• _Given information_:
------------------------------------

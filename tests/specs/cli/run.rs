//! Full load test runs against a stub language server

use crate::prelude::*;

#[test]
fn run_prints_summary_and_cleans_up() {
    let server = Server::start();
    let workspaces = tempfile::tempdir().unwrap();

    cli()
        .args(&[
            "2",
            "--addr",
            &server.addr(),
            "--soak-ms",
            RUN_SOAK_MS,
            "--max-delay-ms",
            RUN_MAX_DELAY_MS,
            "--seed",
            "7",
        ])
        .env("LSPLOAD_WORKSPACE_DIR", workspaces.path())
        .passes()
        .stdout_has("CLIENT")
        .stdout_has("client-0")
        .stdout_has("client-1")
        .stdout_has("2 of 2 clients ran");

    assert_eq!(entries(workspaces.path()), 0);

    let stats = server.finish();
    assert_eq!(stats.requests("initialize"), 2);
    assert_eq!(stats.notifications("initialized"), 2);
    assert_eq!(stats.requests("shutdown"), 2);
}

#[test]
fn shared_workspace_run_uses_one_directory() {
    let server = Server::start();
    let workspaces = tempfile::tempdir().unwrap();

    cli()
        .args(&[
            "3",
            "--addr",
            &server.addr(),
            "--soak-ms",
            RUN_SOAK_MS,
            "--max-delay-ms",
            RUN_MAX_DELAY_MS,
            "--shared-workspace",
            "--concurrent-init",
        ])
        .env("LSPLOAD_WORKSPACE_DIR", workspaces.path())
        .passes()
        .stdout_has("3 of 3 clients ran");

    assert_eq!(entries(workspaces.path()), 0);
    assert_eq!(server.finish().requests("initialize"), 3);
}

#[test]
fn environment_supplies_server_address() {
    let server = Server::start();
    let workspaces = tempfile::tempdir().unwrap();

    cli()
        .args(&["1", "--soak-ms", RUN_SOAK_MS])
        .env("LSPLOAD_ADDR", server.addr())
        .env("LSPLOAD_MAX_DELAY_MS", RUN_MAX_DELAY_MS)
        .env("LSPLOAD_WORKSPACE_DIR", workspaces.path())
        .passes()
        .stdout_has("1 of 1 clients ran");
}

#[test]
fn unreachable_server_fails_without_leaving_workspaces() {
    let workspaces = tempfile::tempdir().unwrap();

    cli()
        .args(&["2", "--addr", &closed_addr(), "--soak-ms", RUN_SOAK_MS])
        .env("LSPLOAD_WORKSPACE_DIR", workspaces.path())
        .fails()
        .code(1)
        .stderr_has("Error:");

    assert_eq!(entries(workspaces.path()), 0);
}

#[test]
fn log_file_receives_client_events() {
    let server = Server::start();
    let workspaces = tempfile::tempdir().unwrap();
    let log = workspaces.path().join("run.log");

    cli()
        .args(&[
            "1",
            "--addr",
            &server.addr(),
            "--soak-ms",
            RUN_SOAK_MS,
            "--max-delay-ms",
            RUN_MAX_DELAY_MS,
            "--log-file",
            log.to_str().unwrap(),
        ])
        .env("LSPLOAD_WORKSPACE_DIR", workspaces.path())
        .env("RUST_LOG", "info")
        .passes();

    let contents = std::fs::read_to_string(&log).unwrap();
    assert!(contents.contains("client initialized"), "log: {contents}");
}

------------------------------------

• _Your goal_: Your answer should be a single number: how many lines in the data above include "finish"?

• _Response_: 2